It’s the beginning of the year and it’s time to create new budgets. Meetings are beginning to appear on your calendar to decide what are the short-term goals and what are the long-term priorities for your department and organization. Information needs to be gathered before you start allocating resources. Easy task for your team, you think, until you check back a few weeks later and there has not been much progress. Studies show that we fail to follow through on our commitments roughly 50% of the time, which personally I think is quite an optimistic number.
But there is always more to meet the eye when you have created goals for your team to accomplish. A thought leader in the field of motivation Dr. Heidi Grant Halvorsen teaches that when you create goals for your team and organizations to accomplish it is not just a matter of defining what needs doing, but you also have to
Spell out the specifics of getting it done (don’t assume that everyone involved knows exactly what to do from beginning to end).
Help your team have a vision of what the end or final product should be. Give your employees and organization a picture of what the end result should be as it helps them progress toward the goal.
Sounds easy right? Beyond those two things, what else can you do to improve execution, goal attainment, and success? It is what motivational scientists call if-then planning. If-then planning is successful for numerous reasons. It matches the way we as humans think and work. We are really good at taking information and then processing it into If-Then terms. For example, if x happens then y will happen and we make a connection that helps guide our behavior and actions. There are hundreds of studies that have proven that if individuals use If-Then planning they are 300% more likely than others to actually reach and attain the goals that they have set by:
Improving team performance by sharpening the team’s focus.
Prompting team members to carry out key activities related to the success of the goal in a timely manner and to discourage distractions.
Sounds good, but let’s put it into the real world.
In nearly every sales job (or any job for that matter) I have had to turn in weekly or monthly reports. The dreaded Friday report that everyone waits until the last minute to turn in. The report that over 50% of the time employees fail to turn in at the appointed deadline. (Yes, it is true!) How do you turn that around? Create an If-Then Plan. Have each team member decide when and how they are going to complete the report. So for myself I am going to say that if it is 3:00 pm on a Friday afternoon I am stopping whatever I am doing to sit down, grab a drink (soft drink that is!), and finish my report and turn it in. I make the If-Then plan even better if I decide that I will complete my report at Starbucks each Friday at 3:00 pm. (I’m wishing I had a report to turn in just so I can be at Starbucks on Friday at 3:00 drinking a Passionfruit lemonade—a very manly drink I know.) I will then write that plan down however I keep track of planning events in my life.

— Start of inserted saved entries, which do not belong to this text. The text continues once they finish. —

//! Stage definitions for the drafting pipeline
//!
//! The pipeline is fixed:
//! - Briefing (policy, data, logic) -> checkpoint
//! - Debate (all five roles) -> checkpoint
//! - Polish and risk review (stylist, risk) -> checkpoint
//! - Speaker notes (terminal, no checkpoint)

use std::fmt;

use serde::{Deserialize, Serialize};

use crate::role::Role;

/// Where a session stands in the pipeline
#[derive(Debug, Clone, Copy, PartialEq, Eq, Hash, Serialize, Deserialize)]
#[serde(rename_all = "snake_case")]
pub enum Stage {
    /// Nothing has run yet; draft text and rationale are empty
    Initial,
    /// Initial outline from policy, data and logic roles
    Briefed,
    /// Feedback from every role appended
    Debated,
    /// Stylist and risk blocks appended
    Polished,
    /// Speaker notes attached; terminal
    Noted,
}

/// Stages produced by stage operations, in execution order
pub const PIPELINE: [Stage; 4] = [Stage::Briefed, Stage::Debated, Stage::Polished, Stage::Noted];

/// Speaker notes attached by the final stage
pub const SPEAKER_NOTES: [&str; 2] = [
    "Pause for emphasis after the core policy statement.",
    "Cite the specific policy document when mentioning achievements.",
];

impl Stage {
    /// Stage that must be committed before this one can run
    pub fn predecessor(self) -> Option<Stage> {
        match self {
            Stage::Initial => None,
            Stage::Briefed => Some(Stage::Initial),
            Stage::Debated => Some(Stage::Briefed),
            Stage::Polished => Some(Stage::Debated),
            Stage::Noted => Some(Stage::Polished),
        }
    }

    /// Stage that follows this one
    pub fn next(self) -> Option<Stage> {
        match self {
            Stage::Initial => Some(Stage::Briefed),
            Stage::Briefed => Some(Stage::Debated),
            Stage::Debated => Some(Stage::Polished),
            Stage::Polished => Some(Stage::Noted),
            Stage::Noted => None,
        }
    }

    /// Roles invoked to produce this stage, in merge order
    pub fn roles(self) -> &'static [Role] {
        match self {
            Stage::Initial | Stage::Noted => &[],
            Stage::Briefed => &[Role::PolicyExpert, Role::DataAdvisor, Role::LogicArchitect],
            Stage::Debated => &crate::role::ROLE_ORDER,
            Stage::Polished => &[Role::Stylist, Role::RiskReviewer],
        }
    }

    /// Identifiers of [`Stage::roles`]
    pub fn role_ids(self) -> Vec<&'static str> {
        self.roles().iter().map(|role| role.id()).collect()
    }

    /// Reason shown at the checkpoint that ends this stage
    ///
    /// `None` for stages that do not pause.
    pub fn checkpoint_reason(self) -> Option<&'static str> {
        match self {
            Stage::Briefed => Some("Review and approve the initial outline."),
            Stage::Debated => Some("Resolve disagreements and select direction."),
            Stage::Polished => Some("Finalize wording and risk findings."),
            Stage::Initial | Stage::Noted => None,
        }
    }

    /// Whether the stage ends the session
    pub fn is_terminal(self) -> bool {
        self == Stage::Noted
    }

    /// Name of the operation that produces this stage
    pub fn operation(self) -> &'static str {
        match self {
            Stage::Initial => "start",
            Stage::Briefed => "initial_briefing",
            Stage::Debated => "debate_round",
            Stage::Polished => "polish_and_risk_check",
            Stage::Noted => "generate_speaker_notes",
        }
    }

    /// Short description for listings
    pub fn description(self) -> &'static str {
        match self {
            Stage::Initial => "Empty draft before any role has contributed",
            Stage::Briefed => "Outline from policy, data and logic roles",
            Stage::Debated => "Critiques and revisions from every role",
            Stage::Polished => "Stylistic polish and risk review",
            Stage::Noted => "Speaker notes for delivery",
        }
    }

    fn label(self) -> &'static str {
        match self {
            Stage::Initial => "initial",
            Stage::Briefed => "briefed",
            Stage::Debated => "debated",
            Stage::Polished => "polished",
            Stage::Noted => "noted",
        }
    }
}

impl fmt::Display for Stage {
    fn fmt(&self, f: &mut fmt::Formatter<'_>) -> fmt::Result {
        f.write_str(self.label())
    }
}

/// How strictly stage operations are ordered
#[derive(Debug, Clone, Copy, Default, PartialEq, Eq, Serialize, Deserialize)]
#[serde(rename_all = "snake_case")]
pub enum SequencingMode {
    /// Each stage only runs right after its predecessor
    #[default]
    Strict,
    /// Any stage may run at any time against the current draft
    Permissive,
}

/// Fixed speaker notes as owned strings
pub fn speaker_notes() -> Vec<String> {
    SPEAKER_NOTES.iter().map(|note| note.to_string()).collect()
}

What then happens is when it gets close to 3:00 on a Friday afternoon I know exactly where I am going to be and exactly what I am going to be doing. My report gets turned in on time and the more I follow this plan the easier it becomes. Sound too easy? Just try it and you will find that the first few tries may be difficult, but after three successful attempts, it only gets easier. Try it and let me know what you think. It’s better than turning in your report late!